しかし,その「治療効果とは何か」ということについては,あまり知識がありません。この薬を使うと効果がある,といったときの「効果」とは,何を指すのでしょうか。「がんが消えること?」いや,それはハードルが高すぎます。「生存確率?」それも重要な情報ではありますが,どれくらいの違いでしょうか。「がんが小さくなること?」たしかにそれはありえますが,いったい何パーセント?そもそも画像で見て大きさの変化はどれくらいわかるのでしょうか。

この本を読むと,がんの薬物治療がもつ構造的な問題がよくわかります。それだけでなく,心理学の研究でも同じような問題が至る所にあるということも。

ルーズ・タイト

2冊目。『ルーズな文化とタイトな文化―なぜ〈彼ら〉と〈私たち〉はこれほど違うのか』(ミシェル・ゲルファンド 田沢恭子(訳)2022年,白揚社)です。
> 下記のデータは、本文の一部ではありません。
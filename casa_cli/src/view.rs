use casa_core::{pair_probability, EngineParams, SessionState, PAIR_MULTIPLIER};
use casa_shared::{PayoutRow, SessionView};

use crate::machine::reel_ids;

pub fn session_view(session: &SessionState, params: &EngineParams, spinning: bool) -> SessionView {
    let reels = match session.last_reels() {
        Some(reels) => reel_ids(reels),
        None => {
            let first = params.table.first().id.clone();
            [first.clone(), first.clone(), first]
        }
    };
    SessionView {
        balance: session.balance(),
        bet: session.bet(),
        spinning,
        reels,
        last_result: session.result_message(),
        win_amount: session.win_amount(),
        play_count: session.play_count(),
        balance_history: session.balance_history().to_vec(),
        jackpot_history: session.jackpot_history().to_vec(),
        jackpot_probability: params.jackpot_probability(session.play_count()),
    }
}

/// Per-symbol rows followed by the two summary rows: three of the most
/// common symbol, and any two of a kind.
pub fn payout_rows(params: &EngineParams) -> Vec<PayoutRow> {
    let table = &params.table;
    let mut rows: Vec<PayoutRow> = table
        .symbols()
        .iter()
        .map(|s| PayoutRow {
            symbol: s.id.clone(),
            multiplier: s.multiplier,
            probability: s.probability * 100.0,
        })
        .collect();
    let common = table.most_common();
    rows.push(PayoutRow {
        symbol: format!("3 x {}", common.id),
        multiplier: common.multiplier,
        probability: common.probability.powi(3) * 100.0,
    });
    rows.push(PayoutRow {
        symbol: "TWO OF A KIND".to_string(),
        multiplier: PAIR_MULTIPLIER,
        probability: pair_probability(table) * 100.0,
    });
    rows
}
「ルーズな文化」「タイトな文化」という分け方は,最近の論文の中もよく見かける枠組ですので,前から気になっていたのですよね。この1冊を読むことで,おおよその内容が理解できました。

枠組はとてもシンプルです。本のタイトルのとおり,文化にはどれくらいルーズか,どれくらいタイトかという数直線があって,それぞれの文化はその数直線のどこかに位置尽くという話です。日本はどちらかというとタイト寄り,アメリカはどちらかというとルーズ寄り,といった感じです。また国内にもタイトかルーズかの差があって,アメリカの州でもずいぶん違いがありそうです。
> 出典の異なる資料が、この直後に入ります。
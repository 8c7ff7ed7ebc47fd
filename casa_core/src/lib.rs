pub mod engine;
pub mod error;
pub mod paytable;
pub mod probability;
pub mod rng;
pub mod session;
pub mod simulate;
pub mod symbols;

pub use crate::engine::{
    draw_reels, draw_symbol, resolve_spin, spin_with_seeds, symbol_at, validate_bet, verify_spin,
    EngineParams, SpinResolution,
};
pub use crate::error::{SpinError, TableError};
pub use crate::paytable::{classify, evaluate_payout, Combination, Reels, PAIR_MULTIPLIER, REELS};
pub use crate::probability::{
    cumulative_jackpot_probability, cumulative_probability, expected_return, house_edge,
    pair_probability, triple_probability, JackpotModel,
};
pub use crate::rng::{derive_hash_hex, ProvablyFairRng};
pub use crate::session::{SessionState, BUSTED_MESSAGE, DEFAULT_BET, INITIAL_BALANCE};
pub use crate::simulate::{simulate, SimulationConfig, SimulationReport};
pub use crate::symbols::{Symbol, SymbolTable, PROBABILITY_TOLERANCE};
use std::path::PathBuf;
use std::str::FromStr;

use chrono::{DateTime, Utc};
use serde::{Deserialize, Serialize};

/// What a player can ask the machine to do.
#[derive(Debug, Clone, PartialEq, Eq, Serialize, Deserialize)]
pub enum UserAction {
    SetBet(i64),
    Spin,
    Reset,
    Status,
    Table,
    History,
    Export(PathBuf),
    Help,
    Quit,
}

impl FromStr for UserAction {
    type Err = ActionParseError;

    fn from_str(line: &str) -> Result<Self, Self::Err> {
        let mut words = line.split_whitespace();
        let Some(cmd) = words.next() else {
            // an empty line pulls the lever
            return Ok(UserAction::Spin);
        };
        let arg = words.next();
        let action = match (cmd.to_ascii_lowercase().as_str(), arg) {
            ("bet" | "b", Some(n)) => UserAction::SetBet(
                n.parse()
                    .map_err(|_| ActionParseError::InvalidAmount(n.to_string()))?,
            ),
            ("bet" | "b", None) => return Err(ActionParseError::MissingArgument("bet")),
            ("spin" | "s", None) => UserAction::Spin,
            ("reset" | "r", None) => UserAction::Reset,
            ("status", None) => UserAction::Status,
            ("table", None) => UserAction::Table,
            ("history", None) => UserAction::History,
            ("export", Some(path)) => UserAction::Export(PathBuf::from(path)),
            ("export", None) => return Err(ActionParseError::MissingArgument("export")),
            ("help" | "?", None) => UserAction::Help,
            ("quit" | "exit" | "q", None) => UserAction::Quit,
            _ => return Err(ActionParseError::Unknown(line.trim().to_string())),
        };
        if words.next().is_some() {
            return Err(ActionParseError::Unknown(line.trim().to_string()));
        }
        Ok(action)
    }
}

#[derive(thiserror::Error, Debug, Clone, PartialEq, Eq)]
pub enum ActionParseError {
    #[error("unknown command: {0}")]
    Unknown(String),
    #[error("{0} needs an argument")]
    MissingArgument(&'static str),
    #[error("not a whole number: {0}")]
    InvalidAmount(String),
}

/// One row of the static payout table shown next to the reels.
#[derive(Debug, Clone, PartialEq, Serialize, Deserialize)]
pub struct PayoutRow {
    pub symbol: String,
    pub multiplier: f64,
    /// Percent.
    pub probability: f64,
}

/// Everything a front end needs to draw the machine.
#[derive(Debug, Clone, PartialEq, Serialize, Deserialize)]
pub struct SessionView {
    pub balance: u64,
    pub bet: i64,
    pub spinning: bool,
    pub reels: [String; 3],
    pub last_result: Option<String>,
    pub win_amount: u64,
    pub play_count: u64,
    pub balance_history: Vec<u64>,
    pub jackpot_history: Vec<f64>,
    /// Cumulative jackpot chance in percent after `play_count` spins.
    pub jackpot_probability: f64,
}

#[derive(Debug, Serialize, Deserialize, Clone, PartialEq)]
pub struct SpinLogEntry {
    pub play: u64,
    pub ts: DateTime<Utc>,
    pub reels: [String; 3],
    pub bet: u64,
    pub winnings: u64,
    pub balance: u64,
    pub jackpot_probability: f64,
    /// Provably-fair nonce of the final draw, when seeds are in use.
    #[serde(default)]
    pub nonce: Option<u64>,
}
ただ,やっぱりちょっとそれだけで単純化しすぎのような印象もありますので,これから10年20年経ったときに,この説がどうなっているかを見ておきたいなと思いました。

魚にも自分がわかる

3冊目。『魚にも自分がわかる ―動物認知研究の最先端』(幸田正典,2021年,筑摩書房)です。
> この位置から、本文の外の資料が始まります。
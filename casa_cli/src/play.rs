use std::io::Write;

use casa_core::{house_edge, EngineParams, BUSTED_MESSAGE};
use casa_shared::{SessionView, SpinLogEntry, UserAction};
use tokio::io::{AsyncBufReadExt, BufReader};
use tokio::sync::mpsc;
use tracing::{debug, info};

use crate::export::export_csv;
use crate::machine::{AnimationConfig, DrawSource, MachineEvent, SpinController, SpinStatus};
use crate::view::payout_rows;

const HELP: &str = "\
commands:
  bet <n>        set the bet
  spin, <enter>  pull the lever
  reset          start over with $1000
  status         balance, bet and jackpot odds
  table          payout table
  history        balance and jackpot chart series
  export <path>  write the chart series as csv
  quit";

pub async fn run(
    params: EngineParams,
    source: DrawSource,
    animation: AnimationConfig,
) -> anyhow::Result<()> {
    let (tx, mut events) = mpsc::unbounded_channel();
    let mut machine = SpinController::new(params, source, animation, tx);
    let mut log: Vec<SpinLogEntry> = Vec::new();
    let mut lines = BufReader::new(tokio::io::stdin()).lines();

    println!("A Casa Sempre Ganha - educational slot machine");
    if let Some(hash) = machine.server_seed_hash().await {
        println!("server seed hash: {hash}");
    }
    print_table(machine.params());
    print_status(&machine.view().await);
    println!("{HELP}");

    loop {
        tokio::select! {
            line = lines.next_line() => {
                let Some(line) = line? else { break };
                let action = match line.parse::<UserAction>() {
                    Ok(action) => action,
                    Err(err) => {
                        println!("{err} (try `help`)");
                        continue;
                    }
                };
                debug!(?action, "user action");
                match action {
                    UserAction::SetBet(bet) => {
                        if machine.set_bet(bet).await {
                            println!("bet: ${bet}");
                        } else {
                            println!("wait for the reels to stop");
                        }
                    }
                    UserAction::Spin => match machine.request_spin().await {
                        Ok(SpinStatus::Started) => {}
                        Ok(SpinStatus::Busy) => println!("already spinning"),
                        Err(err) => println!("Invalid bet! {err}"),
                    },
                    UserAction::Reset => {
                        machine.reset().await;
                        log.clear();
                        println!();
                        print_status(&machine.view().await);
                    }
                    UserAction::Status => print_status(&machine.view().await),
                    UserAction::Table => print_table(machine.params()),
                    UserAction::History => print_history(&machine.view().await),
                    UserAction::Export(path) => {
                        match export_csv(&path, &machine.view().await, &log) {
                            Ok(rows) => println!("exported {rows} rows to {}", path.display()),
                            Err(err) => println!("export failed: {err:#}"),
                        }
                    }
                    UserAction::Help => println!("{HELP}"),
                    UserAction::Quit => break,
                }
            }
            Some(message) = events.recv() => {
                let Some(event) = machine.accept(message) else { continue };
                match event {
                    MachineEvent::Frame(reels) => {
                        print!("\r  [ {:^8} | {:^8} | {:^8} ]  spinning...", reels[0], reels[1], reels[2]);
                        std::io::stdout().flush()?;
                    }
                    MachineEvent::Landed(reels) => {
                        println!("\r  [ {:^8} | {:^8} | {:^8} ]              ", reels[0], reels[1], reels[2]);
                    }
                    MachineEvent::Resolved { entry, message } => {
                        println!("{message}");
                        println!(
                            "balance: ${}  jackpot chance after {} plays: {:.4}%",
                            entry.balance, entry.play, entry.jackpot_probability
                        );
                        if let Some(nonce) = entry.nonce {
                            println!("nonce: {nonce}");
                        }
                        log.push(entry);
                    }
                    MachineEvent::Busted => println!("{BUSTED_MESSAGE}"),
                }
            }
        }
    }
    let session = machine.session().await;
    info!(
        plays = session.play_count(),
        balance = session.balance(),
        "leaving the machine"
    );
    Ok(())
}

fn print_status(view: &SessionView) {
    println!(
        "balance: ${}  bet: ${}  plays: {}",
        view.balance, view.bet, view.play_count
    );
    if let Some(result) = &view.last_result {
        print!("last: {result}");
        if view.win_amount > 0 {
            print!("  (+${})", view.win_amount);
        }
        println!();
    }
    println!(
        "jackpot chance after {} plays: {:.4}%",
        view.play_count, view.jackpot_probability
    );
}

pub fn print_table(params: &EngineParams) {
    println!("{:<16} {:>10} {:>12}", "symbol", "multiplier", "probability");
    for row in payout_rows(params) {
        println!(
            "{:<16} {:>9}x {:>11.1}%",
            row.symbol, row.multiplier, row.probability
        );
    }
    let edge = house_edge(&params.table);
    if edge >= 0.0 {
        println!("house edge: {:.2}% of every bet", edge * 100.0);
    } else {
        println!(
            "this table pays back {:.2}% more than it takes, on average",
            -edge * 100.0
        );
    }
}

fn print_history(view: &SessionView) {
    println!("{:>6} {:>10} {:>12}", "play", "balance", "jackpot %");
    for (play, (balance, jackpot)) in view
        .balance_history
        .iter()
        .zip(&view.jackpot_history)
        .enumerate()
    {
        println!("{play:>6} {balance:>10} {jackpot:>12.6}");
    }
}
いやー,これも面白かった本のひとつです。今日紹介する3冊はどれも面白い本ですね。タイトルからして興味深いですよね。「魚に自分がわかる」とはどういうこと?って。

魚が鏡を見て,自分の体についている寄生虫(のようなよごれ)を石にこすりつけてとろうとする,という実験を行った研究者のお話です。飼っている魚を観察していると,小さい体にもかかわらず複雑な行動をする様子を見ることができますが,実験としてどのような条件を設けることで,他の研究者たちが「たしかに魚が鏡を見ている」と納得することができるのでしょうか。魚を実験するというのもなかなか難しそうです。実験方法を考えるのは楽しそうですね。

本の中では,実際の実験方法も書かれているのですが,結果を発表したときの様子や論文にしたときの様子,そして他の研究者たちの反応の様子も興味深いものでした。信じられないような実験結果を目にしたとき,研究者たちはどんな反応を示すのでしょうか。また,反論に対してどのように再反論していくのか。そういう様子が描かれているのも,この本の面白いところです。